Although this communication may have been effective in the 1950s, it’s certainly not today.

Effective communication strategies are essential to marketing success. Choose style, tone and medium to reflect both your brand and the audiences you must reach.

The strategies summarized below are based on extensive research into how people respond, what they’ll click on or how online traffic has increased.

In the world before the internet, direct marketing and direct mail were the only measurable forms of advertising–you could count how many phone calls came in or how many business reply cards were returned. The rest of traditional advertising inspired the quote attributed to John Wanamaker, “Half the money I spend on advertising is wasted; the trouble is I don’t know which half.”

Today most of what we create to reach our audiences is measurable in some way. That can be good or bad. Good because we can test to see what works. Bad because we may all end up using the same tested strategies. That’s where creativity becomes important.

But creativity to be “new” and “different” is rarely what works

True creativity isn’t random or even “inspired.” It’s thoughtful choices based on essential principles of human interaction, human communication. It requires understanding your audiences, what they’re looking for, who they are and how they prefer to take in information and respond. Build that knowledge into the design and content of your communications and you’ll be more effective.

Effective communication strategies require you …

Know your audiences

That’s always first. Understanding the people you must reach, those most likely to buy your goods and services, is the foundation. Who are they? Describe them as individuals. Create audience personas that detail age group, role in the purchase, lifestyle, reason they want/need what you offer, how they buy, how they communicate.

effective-communication-strategies-audiencesKnow why they buy

The old adage, “they’re not buying a drill, they’re buying the hole it makes” is still true. Dig into the “why” of your audiences, not just the “what.” Use that message in your communications, it’s much more powerful. Build in the “what’s in it for me?” perspective wherever your communication appears. Keep the focus on “you” and not on “here’s the stuff you can buy from us.”

Use compelling visuals to tell the story

Our brains process pictures 60,000 times faster than words. Social media posts with visuals are shared 80x more than those without. Use pictures your audience can relate to, that show the outcome or result of what you offer. Keep in mind people online tend to scan instead of read. More photos and shorter text are essential on today’s websites and as part of your effective communication strategies.

Write short, easy-to-read copy

Attention spans these days are shorter and shorter.

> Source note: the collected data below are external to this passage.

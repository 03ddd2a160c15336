//! Kafka → MQTT Pipeline
//!
//! Drains the prefix-matching Kafka topic, reconstructs the original MQTT
//! publication from each envelope and republishes it to the broker. A loop
//! guard keeps broker-internal and bridge-originated topics from being
//! re-injected.

use std::sync::atomic::{AtomicU64, Ordering};
use std::sync::Arc;

use tokio::sync::{broadcast, watch};
use tokio::task::JoinHandle;
use tracing::{debug, info, warn};

use crate::config::Config;
use crate::kafka::{KafkaConsumer, KafkaProducer, KafkaRecord};
use crate::mqtt::MqttClient;

use super::deadletter::{DeadLetterQueue, FailedSource};
use super::{envelope, BridgeError, Direction, ERROR_CHANNEL_CAPACITY};

/// Topic prefixes the return path refuses to republish. `$SYS/` covers
/// broker-internal topics; `gom2k/` covers the bridge's own diagnostic
/// topics. The latter is a literal and does not track the configured
/// prefix.
const LOOP_GUARD_PREFIXES: &[&str] = &["$SYS/", "gom2k/"];

/// Whether a reconstructed MQTT topic must be skipped to prevent a
/// message loop.
pub fn should_skip_topic(mqtt_topic: &str) -> bool {
    LOOP_GUARD_PREFIXES
        .iter()
        .any(|prefix| mqtt_topic.starts_with(prefix))
}

/// The Kafka → MQTT direction of the bridge.
pub struct KafkaToMqttBridge {
    config: Config,
    mqtt_client: Option<Arc<MqttClient>>,
    dead_letter: Option<Arc<DeadLetterQueue>>,
    dlq_producer: Option<Arc<KafkaProducer>>,
    error_tx: broadcast::Sender<String>,
    error_count: Arc<AtomicU64>,
    shutdown_tx: Option<watch::Sender<bool>>,
    worker_handle: Option<JoinHandle<()>>,
}

impl KafkaToMqttBridge {
    pub fn new(config: &Config) -> Self {
        let (error_tx, _) = broadcast::channel(ERROR_CHANNEL_CAPACITY);
        Self {
            config: config.clone(),
            mqtt_client: None,
            dead_letter: None,
            dlq_producer: None,
            error_tx,
            error_count: Arc::new(AtomicU64::new(0)),
            shutdown_tx: None,
            worker_handle: None,
        }
    }

    /// Connect the consumer and MQTT client, then spawn the worker loop.
    pub async fn start(&mut self) -> Result<(), BridgeError> {
        let mut consumer = KafkaConsumer::new(&self.config.kafka, &self.config.bridge);
        consumer.connect()?;

        let mqtt_client = Arc::new(MqttClient::new(&self.config.mqtt));
        mqtt_client.connect().await?;

        // The dead-letter Kafka sink needs its own producer on this path
        let dead_letter_cfg = &self.config.bridge.dead_letter;
        let dlq_producer = if dead_letter_cfg.enabled && !dead_letter_cfg.kafka_topic.is_empty() {
            let producer = Arc::new(KafkaProducer::new(&self.config.kafka, &self.config.bridge));
            producer.connect()?;
            Some(producer)
        } else {
            None
        };

        let dead_letter = Arc::new(DeadLetterQueue::new(
            dead_letter_cfg,
            dlq_producer.clone(),
            Some(mqtt_client.clone()),
        ));
        dead_letter.start();

        let (shutdown_tx, shutdown_rx) = watch::channel(false);
        self.worker_handle = Some(tokio::spawn(run_worker(
            consumer,
            mqtt_client.clone(),
            dead_letter.clone(),
            ErrorReporter {
                tx: self.error_tx.clone(),
                count: self.error_count.clone(),
            },
            shutdown_rx,
        )));
        self.shutdown_tx = Some(shutdown_tx);

        self.mqtt_client = Some(mqtt_client);
        self.dead_letter = Some(dead_letter);
        self.dlq_producer = dlq_producer;

        info!("Kafka to MQTT bridge started");
        Ok(())
    }

    /// Stop the pipeline: cancel the worker and wait for it, then stop the
    /// dead-letter queue and release the clients.
    pub async fn stop(&mut self) -> Result<(), BridgeError> {
        info!("Stopping Kafka to MQTT bridge");

        if let Some(tx) = self.shutdown_tx.take() {
            let _ = tx.send(true);
        }
        if let Some(handle) = self.worker_handle.take() {
            let _ = handle.await;
        }

        if let Some(dead_letter) = self.dead_letter.take() {
            dead_letter.stop().await;
        }
        if let Some(mqtt_client) = self.mqtt_client.take() {
            mqtt_client.disconnect().await;
        }
        if let Some(producer) = self.dlq_producer.take() {
            producer.close()?;
        }
        Ok(())
    }

    /// Total number of failed conversions and publishes since start
    pub fn error_count(&self) -> u64 {
        self.error_count.load(Ordering::Relaxed)
    }

    /// Observe error reports as they happen
    pub fn subscribe_errors(&self) -> broadcast::Receiver<String> {
        self.error_tx.subscribe()
    }
}

#[derive(Clone)]
struct ErrorReporter {
    tx: broadcast::Sender<String>,
    count: Arc<AtomicU64>,
}

impl ErrorReporter {
    fn report(&self, error: String) {
        self.count.fetch_add(1, Ordering::Relaxed);
        warn!("Kafka to MQTT bridge error: {}", error);
        let _ = self.tx.send(error);
    }
}

/// Read records until cancelled, forwarding each to the broker. The
/// consumer is owned by the worker and released when it exits.
async fn run_worker(
    mut consumer: KafkaConsumer,
    mqtt_client: Arc<MqttClient>,
    dead_letter: Arc<DeadLetterQueue>,
    reporter: ErrorReporter,
    mut shutdown_rx: watch::Receiver<bool>,
) {
    info!("Starting Kafka message consumption");

    loop {
        tokio::select! {
            _ = shutdown_rx.changed() => {
                info!("Kafka consumer stopping");
                break;
            }
            result = consumer.read() => match result {
                Ok(record) => {
                    if let Err(reason) =
                        handle_record(&record, &mqtt_client, &dead_letter).await
                    {
                        reporter.report(reason);
                    }
                }
                Err(e) => {
                    reporter.report(format!("error reading from Kafka: {}", e));
                }
            }
        }
    }

    consumer.close();
    info!("Kafka consumer worker stopped");
}

/// Decode one record and republish it. A `Some` error string means the
/// record failed; loop-guard skips are not errors.
async fn handle_record(
    record: &KafkaRecord,
    mqtt_client: &Arc<MqttClient>,
    dead_letter: &Arc<DeadLetterQueue>,
) -> Result<(), String> {
    let message = match envelope::decode(record) {
        Ok(message) => message,
        Err(e) => {
            let reason = format!("failed to convert Kafka message: {}", e);
            dead_letter.handle_failed(
                FailedSource::Kafka(record.clone()),
                &reason,
                Direction::KafkaToMqtt,
                &record.topic,
                "",
            );
            return Err(reason);
        }
    };

    if message.topic.is_empty() {
        let reason = "empty MQTT topic from Kafka message".to_string();
        dead_letter.handle_failed(
            FailedSource::Kafka(record.clone()),
            &reason,
            Direction::KafkaToMqtt,
            &record.topic,
            "",
        );
        return Err(reason);
    }

    if should_skip_topic(&message.topic) {
        info!("Skipping topic to prevent loop: {}", message.topic);
        return Ok(());
    }

    if let Err(e) = mqtt_client
        .publish(&message.topic, &message.payload, message.qos, message.retained)
        .await
    {
        let reason = format!("failed to publish to MQTT: {}", e);
        dead_letter.handle_failed(
            FailedSource::Kafka(record.clone()),
            &reason,
            Direction::KafkaToMqtt,
            &record.topic,
            &message.topic,
        );
        return Err(reason);
    }

    debug!("Forwarded Kafka message: {} -> {}", record.topic, message.topic);
    Ok(())
}

#[cfg(test)]
mod tests {
    use super::*;
    use serde_json::json;

    fn record_for_topic(mqtt_topic: &str) -> KafkaRecord {
        KafkaRecord {
            topic: "gom2k.test".to_string(),
            key: mqtt_topic.to_string(),
            value: serde_json::to_vec(&json!({
                "mqtt_topic": mqtt_topic,
                "payload": "data",
                "qos": 0,
                "retained": false,
            }))
            .unwrap(),
        }
    }

    #[test]
    fn test_loop_guard_prefixes() {
        assert!(should_skip_topic("$SYS/broker/uptime"));
        assert!(should_skip_topic("gom2k/internal/status"));
        assert!(!should_skip_topic("sensor/room/temp"));
        assert!(!should_skip_topic("gom2k-adjacent/topic"));
        assert!(!should_skip_topic("sys/lowercase"));
    }

    #[tokio::test]
    async fn test_guarded_record_is_skipped_without_error() {
        let mqtt_client = Arc::new(MqttClient::new(&crate::config::MqttConfig::default()));
        let dead_letter = Arc::new(DeadLetterQueue::new(
            &crate::config::DeadLetterConfig::default(),
            None,
            None,
        ));

        let record = record_for_topic("gom2k/internal/status");
        // Skip happens before any publish attempt, so the unconnected
        // client is never touched
        let result = handle_record(&record, &mqtt_client, &dead_letter).await;
        assert!(result.is_ok());
    }

    #[tokio::test]
    async fn test_undecodable_record_goes_to_dead_letter() {
        let mqtt_client = Arc::new(MqttClient::new(&crate::config::MqttConfig::default()));
        let dead_letter = Arc::new(DeadLetterQueue::new(
            &crate::config::DeadLetterConfig {
                enabled: true,
                max_retries: 5,
                retry_interval: 30.0,
                ..Default::default()
            },
            None,
            None,
        ));

        let record = KafkaRecord {
            topic: "gom2k.test".to_string(),
            key: "k".to_string(),
            value: b"not json".to_vec(),
        };
        let result = handle_record(&record, &mqtt_client, &dead_letter).await;
        assert!(result.is_err());
        assert_eq!(dead_letter.failed_message_count(), 1);
    }

    #[tokio::test]
    async fn test_publish_failure_goes_to_dead_letter_with_both_topics() {
        let mqtt_client = Arc::new(MqttClient::new(&crate::config::MqttConfig::default()));
        let dead_letter = Arc::new(DeadLetterQueue::new(
            &crate::config::DeadLetterConfig {
                enabled: true,
                max_retries: 5,
                retry_interval: 30.0,
                ..Default::default()
            },
            None,
            None,
        ));

        // The client is not connected, so the publish fails
        let record = record_for_topic("sensor/room/temp");
        let result = handle_record(&record, &mqtt_client, &dead_letter).await;
        assert!(result.is_err());
        assert_eq!(dead_letter.failed_message_count(), 1);
    }
}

Yet long copy is still effective. If someone is really interested in what you offer, they want more information. But don’t lose them with industry jargon, acronyms or too wordy text. Use the Flesch Reading Ease test to score your copy for active voice and readability, whether it’s a blog post, an ad or a white paper.

marketing messageMake responding easy and obvious

One of my pet peeves is a website with “dead end” pages, where there is no direct call to action or links to other information. Or how about sites where it takes 3 clicks to find a phone number or address? Kind of a pain on mobile. Whether a print ad or an email or a website, give people a next step. Make it easy for them to learn more or respond. The old direct marketing rule–the easier it is to respond, the more response you’ll get. Still true.

These effective communication strategies are valid whether you’re creating an ad, a website or a piece of content for your marketing. Keep the communication clear and direct. Know your audiences and give them what they’re looking for while building your brand. Shift your language and perspective from “we offer this” to “you’ll get this result/outcome from what we provide.”

And of course, be relevant. It’s hard to believe that ad for doctor-recommended Camels was effective, isn’t it?

Use our worksheet to define your audiences and craft your message.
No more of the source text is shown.